Da luta, Maria José e Seu Ferreira conquistaram o lote.

A principal linha de produção da família é a piscicultura e agrofloresta, e em
menor escala hortaliças e criação de aves, vendidas na Feira do Produtor do
município, além de outros alimentos para a subsistência.


A produção de frutas como cupuaçu, manga, açaí, coco, castanha, dentre outras,
compõem os dois alqueires de sua agrofloresta, consorciadas com várias espécies
de madeiras. A comercialização de alevinos dos quatro tanques de peixes terá
início no próximo mês. Nos últimos dois anos, a produção de peixe do agricultor
foi de cinco toneladas.


Nascido e criado no campo, tendo ficado anos afastado dessa realidade, seu
Ferreira sempre teve o sonho de voltar a trabalhar na agricultura. “Ninguém dá
de comer a uma família com um salário mínimo. Na terra a gente tem uma vida
segura. Minha profissão é a agricultura. Daqui eu tiro pra comer, sobra um
pouquinho e compro outras coisas pra completar o rancho. Quando o dinheiro tá
curto vou no açude e pesco um peixe, também tem a galinha, o ovo”, relata.
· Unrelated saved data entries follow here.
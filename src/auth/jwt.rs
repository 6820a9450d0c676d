use chrono::{Duration, Utc};
use jsonwebtoken::{decode, encode, DecodingKey, EncodingKey, Header, Validation};
use serde::{Deserialize, Serialize};
use thiserror::Error;

use crate::dashboard::Session;

#[derive(Debug, Clone, Serialize, Deserialize)]
pub struct Claims {
    /// User id
    pub sub: String,
    #[serde(default, skip_serializing_if = "Option::is_none")]
    pub email: Option<String>,
    pub exp: i64,
    pub iat: i64,
}

#[derive(Error, Debug)]
pub enum AuthError {
    #[error("Missing bearer token")]
    MissingToken,

    #[error("Invalid token: {0}")]
    InvalidToken(#[from] jsonwebtoken::errors::Error),

    #[error("Token has an empty subject")]
    EmptySubject,

    #[error("Token subject {0:?} is not a valid user id")]
    InvalidSubject(String),

    #[error("Token lifetime of {0} hours is out of range")]
    InvalidTtl(u64),
}

/// Issues and verifies session tokens with a shared secret
#[derive(Clone)]
pub struct TokenVerifier {
    secret: String,
}

impl TokenVerifier {
    pub fn new(secret: impl Into<String>) -> Self {
        Self {
            secret: secret.into(),
        }
    }

    pub fn issue(&self, uid: &str, email: Option<&str>, ttl_hours: u64) -> Result<String, AuthError> {
        let now = Utc::now();
        let exp = i64::try_from(ttl_hours)
            .ok()
            .and_then(Duration::try_hours)
            .and_then(|ttl| now.checked_add_signed(ttl))
            .ok_or(AuthError::InvalidTtl(ttl_hours))?;

        let claims = Claims {
            sub: uid.to_string(),
            email: email.map(str::to_string),
            exp: exp.timestamp(),
            iat: now.timestamp(),
        };

        Ok(encode(
            &Header::default(),
            &claims,
            &EncodingKey::from_secret(self.secret.as_ref()),
        )?)
    }

    pub fn claims(&self, token: &str) -> Result<Claims, AuthError> {
        let data = decode::<Claims>(
            token,
            &DecodingKey::from_secret(self.secret.as_ref()),
            &Validation::default(),
        )?;
        Ok(data.claims)
    }

    /// Verify a token and turn it into a dashboard session
    pub fn verify(&self, token: &str) -> Result<Session, AuthError> {
        let claims = self.claims(token)?;
        if claims.sub.trim().is_empty() {
            return Err(AuthError::EmptySubject);
        }
        // The uid becomes a storage path segment
        if claims.sub.contains('/') {
            return Err(AuthError::InvalidSubject(claims.sub));
        }
        Ok(Session {
            uid: claims.sub,
            email: claims.email,
        })
    }

    /// Verify the value of an `Authorization: Bearer ...` header
    pub fn verify_bearer(&self, header: Option<&str>) -> Result<Session, AuthError> {
        let token = header
            .and_then(|h| h.strip_prefix("Bearer "))
            .map(str::trim)
            .filter(|t| !t.is_empty())
            .ok_or(AuthError::MissingToken)?;
        self.verify(token)
    }
}

#[cfg(test)]
mod tests {
    use super::*;

    const SECRET: &str = "test-secret-key";

    #[test]
    fn test_issue_and_verify() {
        let verifier = TokenVerifier::new(SECRET);
        let token = verifier.issue("u1", Some("me@example.com"), 24).unwrap();

        let session = verifier.verify(&token).unwrap();
        assert_eq!(session.uid, "u1");
        assert_eq!(session.email.as_deref(), Some("me@example.com"));
    }

    #[test]
    fn test_wrong_secret_rejected() {
        let token = TokenVerifier::new(SECRET).issue("u1", None, 24).unwrap();
        let result = TokenVerifier::new("wrong-secret").verify(&token);
        assert!(matches!(result, Err(AuthError::InvalidToken(_))));
    }

    #[test]
    fn test_expired_token_rejected() {
        let now = Utc::now();
        let claims = Claims {
            sub: "u1".to_string(),
            email: None,
            exp: (now - Duration::hours(1)).timestamp(),
            iat: (now - Duration::hours(2)).timestamp(),
        };
        let token = encode(
            &Header::default(),
            &claims,
            &EncodingKey::from_secret(SECRET.as_ref()),
        )
        .unwrap();

        assert!(TokenVerifier::new(SECRET).verify(&token).is_err());
    }

    #[test]
    fn test_empty_subject_rejected() {
        let verifier = TokenVerifier::new(SECRET);
        let token = verifier.issue("  ", None, 1).unwrap();
        assert!(matches!(verifier.verify(&token), Err(AuthError::EmptySubject)));
    }

    #[test]
    fn test_subject_with_slash_rejected() {
        let verifier = TokenVerifier::new(SECRET);
        let token = verifier.issue("a/", None, 1).unwrap();
        assert!(matches!(
            verifier.verify(&token),
            Err(AuthError::InvalidSubject(sub)) if sub == "a/"
        ));
    }

    #[test]
    fn test_huge_ttl_is_an_error() {
        let verifier = TokenVerifier::new(SECRET);
        for ttl in [u64::MAX, i64::MAX as u64, 1 << 40] {
            assert!(matches!(
                verifier.issue("u1", None, ttl),
                Err(AuthError::InvalidTtl(t)) if t == ttl
            ));
        }
        assert!(verifier.issue("u1", None, 24 * 365).is_ok());
    }

    #[test]
    fn test_bearer_header() {
        let verifier = TokenVerifier::new(SECRET);
        let token = verifier.issue("u1", None, 1).unwrap();

        let header = format!("Bearer {}", token);
        assert_eq!(verifier.verify_bearer(Some(&header)).unwrap().uid, "u1");
        assert!(matches!(verifier.verify_bearer(None), Err(AuthError::MissingToken)));
        assert!(matches!(
            verifier.verify_bearer(Some(&token)),
            Err(AuthError::MissingToken)
        ));
    }
}
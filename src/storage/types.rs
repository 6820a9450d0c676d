//! Core data types for the MK2 realtime database
//!
//! - `Reading`: one timestamped sample from the diverter
//! - `UserPaths`: per-user storage namespace
//! - `LogQuery`: ordered range query over a readings log

use serde::{Deserialize, Serialize};

/// One timestamped sensor sample from the MK2 diverter.
///
/// The timestamp (seconds since epoch) doubles as the ordering key of the
/// readings log. Numeric fields are optional because the device payload is
/// stored as-is; a missing field is displayed empty and never plotted.
#[derive(Debug, Clone, Serialize, Deserialize, PartialEq)]
pub struct Reading {
    /// Unix timestamp in seconds
    pub timestamp: i64,
    /// Power at the supply, W
    #[serde(default)]
    pub power: Option<f64>,
    /// Energy diverted to the load, W/h
    #[serde(default)]
    pub diverted: Option<f64>,
    /// Power at the load, W. Older firmware writes this as `temperature`.
    #[serde(default, alias = "temperature")]
    pub load: Option<f64>,
}

impl Reading {
    /// Create a complete reading at a specific timestamp
    pub fn new(timestamp: i64, power: f64, diverted: f64, load: f64) -> Self {
        Self {
            timestamp,
            power: Some(power),
            diverted: Some(diverted),
            load: Some(load),
        }
    }
}

/// Storage paths owned by one user.
///
/// Every component of a dashboard session reads this namespace; none of
/// them mutates it.
#[derive(Debug, Clone, PartialEq, Eq)]
pub struct UserPaths {
    uid: String,
    readings: String,
    chart_range: String,
}

impl UserPaths {
    pub fn for_uid(uid: &str) -> Self {
        let root = format!("UsersData/{}", uid);
        Self {
            uid: uid.to_string(),
            readings: format!("{}/readings", root),
            chart_range: format!("{}/charts/range", root),
        }
    }

    pub fn uid(&self) -> &str {
        &self.uid
    }

    /// Path of the readings log
    pub fn readings(&self) -> &str {
        &self.readings
    }

    /// Path of the stored chart range
    pub fn chart_range(&self) -> &str {
        &self.chart_range
    }
}

/// Ordered range query over a readings log.
///
/// Results are always ascending by timestamp. `end_at` is inclusive and is
/// applied before `limit_to_last`.
#[derive(Debug, Clone, Copy, Default, PartialEq, Eq)]
pub struct LogQuery {
    pub limit_to_last: Option<usize>,
    pub end_at: Option<i64>,
}

impl LogQuery {
    /// Query matching every reading
    pub fn all() -> Self {
        Self::default()
    }

    /// Builder method: keep only the newest `n` matches
    pub fn limit_to_last(mut self, n: usize) -> Self {
        self.limit_to_last = Some(n);
        self
    }

    /// Builder method: ignore readings newer than `timestamp`
    pub fn end_at(mut self, timestamp: i64) -> Self {
        self.end_at = Some(timestamp);
        self
    }
}

#[cfg(test)]
mod tests {
    use super::*;

    #[test]
    fn test_reading_decodes_legacy_temperature_field() {
        let json = r#"{"timestamp": 1641317355, "power": 120.5, "diverted": 30.2, "temperature": 22.1}"#;
        let reading: Reading = serde_json::from_str(json).unwrap();
        assert_eq!(reading, Reading::new(1641317355, 120.5, 30.2, 22.1));
    }

    #[test]
    fn test_reading_decodes_load_field() {
        let json = r#"{"timestamp": 1641317355, "power": 120.5, "diverted": 30.2, "load": 22.1}"#;
        let reading: Reading = serde_json::from_str(json).unwrap();
        assert_eq!(reading.load, Some(22.1));
    }

    #[test]
    fn test_reading_missing_fields_are_none() {
        let reading: Reading = serde_json::from_str(r#"{"timestamp": 10}"#).unwrap();
        assert_eq!(reading.power, None);
        assert_eq!(reading.diverted, None);
        assert_eq!(reading.load, None);
    }

    #[test]
    fn test_reading_serializes_canonical_load() {
        let json = serde_json::to_string(&Reading::new(1, 1.0, 2.0, 3.0)).unwrap();
        assert!(json.contains("\"load\":3.0"));
        assert!(!json.contains("temperature"));
    }

    #[test]
    fn test_user_paths() {
        let paths = UserPaths::for_uid("abc123");
        assert_eq!(paths.uid(), "abc123");
        assert_eq!(paths.readings(), "UsersData/abc123/readings");
        assert_eq!(paths.chart_range(), "UsersData/abc123/charts/range");
    }

    #[test]
    fn test_log_query_builder() {
        let query = LogQuery::all().end_at(500).limit_to_last(100);
        assert_eq!(query.limit_to_last, Some(100));
        assert_eq!(query.end_at, Some(500));
        assert_eq!(LogQuery::all(), LogQuery::default());
    }
}
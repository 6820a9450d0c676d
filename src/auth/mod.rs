//! Authentication
//!
//! Dashboard users are identified by a signed bearer token (HS256 JWT). The
//! token's `sub` claim is the uid that selects the user's storage namespace;
//! `email` is optional and only shown in the user details.

mod jwt;

pub use jwt::{AuthError, Claims, TokenVerifier};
Produção agroecológica no lote de Ferreira e Maria.

Do garimpo à agroecologia


“A vida melhorou, hoje estou na terra, temos fartura, gado pra vender, arroz,
milho. Na Serra Pelada não tinha nada – tudo que fazia era pra comer no dia, o
amanhã não se sabia”, conta o assentado Antonio Barbosa dos Santos, 65 anos, que
antes de ir para a luta dos Sem Terra e se tornar assentado, trabalhou durante
12 anos como garimpeiro na Serra Pelada.


No seu Sistema Agroflorestal, a produção de cupuaçu, jaca, manga, acerola,
murici, goiaba e limão corre solta entre tantas outras árvores nativas. Em
média, são produzidas duas toneladas de cupuaçu por ano, o carro-chefe de
Santos. A produção de feijão, milho, arroz e mandioca é mais do que suficiente
para sua subsistência.


Criado em 1995, as famílias do Palmares II passaram por um ano de acampamento e
resistência e um histórico de oito ocupações, entre despejos e reocupações.
Atualmente, as mais de 500 famílias assentadas estão organizadas em forma de
agrovila.


A Escola de Educação Infantil e Ensino Fundamental “Crescendo na Prática”, com
cerca de 1.200 alunos, é mais um resultado da luta dos trabalhadores e
trabalhadoras do assentamento, que contam ainda com um Posto de Saúde da Família
e uma cooperativa de transporte.




Permanência no campo


Uma das grandes conquistas do MST no Assentamento Palmares II foi a construção
da Escola de Ensino Fundamental “Crescendo na Prática”, onde estudam mais de mil
crianças.


A escola se tornou uma referência para a comunidade, ao garantir desde a época
do acampamento os processos de formação e o acesso e direito à educação,
reduzindo o analfabetismo e incentivando a permanência das famílias na terra.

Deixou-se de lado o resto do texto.